DATASET ENTRIES
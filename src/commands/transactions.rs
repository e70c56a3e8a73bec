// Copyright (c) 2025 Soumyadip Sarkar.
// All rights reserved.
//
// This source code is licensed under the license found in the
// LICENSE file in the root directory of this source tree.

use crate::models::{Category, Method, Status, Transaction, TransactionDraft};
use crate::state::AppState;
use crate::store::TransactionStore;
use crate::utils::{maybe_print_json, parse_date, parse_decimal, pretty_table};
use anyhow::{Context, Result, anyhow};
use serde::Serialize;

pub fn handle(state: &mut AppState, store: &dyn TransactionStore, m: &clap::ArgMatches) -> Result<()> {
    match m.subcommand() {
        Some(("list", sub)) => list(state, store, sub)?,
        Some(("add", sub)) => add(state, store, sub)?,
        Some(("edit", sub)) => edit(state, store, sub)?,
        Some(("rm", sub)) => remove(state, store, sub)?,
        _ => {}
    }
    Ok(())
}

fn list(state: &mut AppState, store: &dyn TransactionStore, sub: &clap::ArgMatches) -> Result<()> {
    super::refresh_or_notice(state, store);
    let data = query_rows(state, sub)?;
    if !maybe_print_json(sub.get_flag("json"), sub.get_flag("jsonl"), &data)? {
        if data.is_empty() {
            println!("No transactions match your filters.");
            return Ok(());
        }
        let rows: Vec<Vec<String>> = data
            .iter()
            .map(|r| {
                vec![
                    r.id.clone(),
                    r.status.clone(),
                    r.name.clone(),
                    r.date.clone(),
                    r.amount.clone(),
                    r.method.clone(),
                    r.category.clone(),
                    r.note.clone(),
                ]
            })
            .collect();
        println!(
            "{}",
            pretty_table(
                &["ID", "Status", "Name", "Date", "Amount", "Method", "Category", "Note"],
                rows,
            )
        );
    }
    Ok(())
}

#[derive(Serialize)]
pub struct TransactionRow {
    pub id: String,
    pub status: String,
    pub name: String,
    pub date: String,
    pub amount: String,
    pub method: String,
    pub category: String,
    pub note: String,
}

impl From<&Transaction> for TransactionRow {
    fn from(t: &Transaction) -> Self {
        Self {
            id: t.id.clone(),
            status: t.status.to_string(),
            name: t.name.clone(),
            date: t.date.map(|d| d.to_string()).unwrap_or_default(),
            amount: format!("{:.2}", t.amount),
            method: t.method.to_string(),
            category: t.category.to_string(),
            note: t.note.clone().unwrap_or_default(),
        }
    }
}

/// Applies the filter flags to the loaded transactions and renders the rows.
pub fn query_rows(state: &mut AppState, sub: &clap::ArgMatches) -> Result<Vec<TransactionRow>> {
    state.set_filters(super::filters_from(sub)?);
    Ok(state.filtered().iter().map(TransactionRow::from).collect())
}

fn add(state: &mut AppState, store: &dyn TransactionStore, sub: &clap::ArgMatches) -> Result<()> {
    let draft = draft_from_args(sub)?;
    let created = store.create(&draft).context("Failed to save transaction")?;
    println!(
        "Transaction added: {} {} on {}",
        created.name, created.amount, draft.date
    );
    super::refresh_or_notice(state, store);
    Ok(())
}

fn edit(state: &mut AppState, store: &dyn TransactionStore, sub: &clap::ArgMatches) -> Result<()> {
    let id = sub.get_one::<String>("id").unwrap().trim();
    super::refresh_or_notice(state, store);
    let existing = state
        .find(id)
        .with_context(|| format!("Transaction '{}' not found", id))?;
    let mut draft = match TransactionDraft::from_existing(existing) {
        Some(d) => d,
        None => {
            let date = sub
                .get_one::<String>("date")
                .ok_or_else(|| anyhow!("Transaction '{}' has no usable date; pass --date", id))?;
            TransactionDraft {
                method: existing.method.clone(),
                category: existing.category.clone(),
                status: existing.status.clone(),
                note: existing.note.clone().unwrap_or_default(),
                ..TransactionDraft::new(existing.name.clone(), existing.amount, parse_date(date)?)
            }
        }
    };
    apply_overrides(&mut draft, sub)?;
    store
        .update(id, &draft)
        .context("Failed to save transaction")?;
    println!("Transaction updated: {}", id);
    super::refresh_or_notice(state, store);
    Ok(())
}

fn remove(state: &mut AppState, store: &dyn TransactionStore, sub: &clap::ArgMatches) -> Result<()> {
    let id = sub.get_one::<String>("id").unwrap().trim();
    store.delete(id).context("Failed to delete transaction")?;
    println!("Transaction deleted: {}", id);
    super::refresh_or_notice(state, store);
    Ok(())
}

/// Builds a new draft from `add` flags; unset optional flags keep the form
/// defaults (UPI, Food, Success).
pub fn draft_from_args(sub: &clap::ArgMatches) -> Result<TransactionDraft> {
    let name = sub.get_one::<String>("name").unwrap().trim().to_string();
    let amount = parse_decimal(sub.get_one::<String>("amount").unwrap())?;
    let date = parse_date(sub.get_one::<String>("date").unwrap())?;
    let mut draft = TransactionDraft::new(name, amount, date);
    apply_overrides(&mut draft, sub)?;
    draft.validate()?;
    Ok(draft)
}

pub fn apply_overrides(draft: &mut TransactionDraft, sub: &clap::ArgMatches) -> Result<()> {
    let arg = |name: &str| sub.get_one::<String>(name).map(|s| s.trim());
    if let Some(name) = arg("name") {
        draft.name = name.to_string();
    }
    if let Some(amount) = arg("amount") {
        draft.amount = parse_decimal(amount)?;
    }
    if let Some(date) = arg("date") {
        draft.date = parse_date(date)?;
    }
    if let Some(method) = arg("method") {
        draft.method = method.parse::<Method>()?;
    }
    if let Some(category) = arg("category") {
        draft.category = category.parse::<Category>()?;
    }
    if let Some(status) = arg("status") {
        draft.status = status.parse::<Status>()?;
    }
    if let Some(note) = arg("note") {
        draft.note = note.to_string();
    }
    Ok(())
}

WORK TO COMPLETE
Check the data for the word "Result" and pull out the lines that have it.

OUTPUT FOR THIS EXERCISE
use anyhow::{Context, Result, anyhow};
pub fn handle(state: &mut AppState, store: &dyn TransactionStore, m: &clap::ArgMatches) -> Result<()> {
fn list(state: &mut AppState, store: &dyn TransactionStore, sub: &clap::ArgMatches) -> Result<()> {
pub fn query_rows(state: &mut AppState, sub: &clap::ArgMatches) -> Result<Vec<TransactionRow>> {
fn add(state: &mut AppState, store: &dyn TransactionStore, sub: &clap::ArgMatches) -> Result<()> {
fn edit(state: &mut AppState, store: &dyn TransactionStore, sub: &clap::ArgMatches) -> Result<()> {
fn remove(state: &mut AppState, store: &dyn TransactionStore, sub: &clap::ArgMatches) -> Result<()> {
pub fn draft_from_args(sub: &clap::ArgMatches) -> Result<TransactionDraft> {
pub fn apply_overrides(draft: &mut TransactionDraft, sub: &clap::ArgMatches) -> Result<()> {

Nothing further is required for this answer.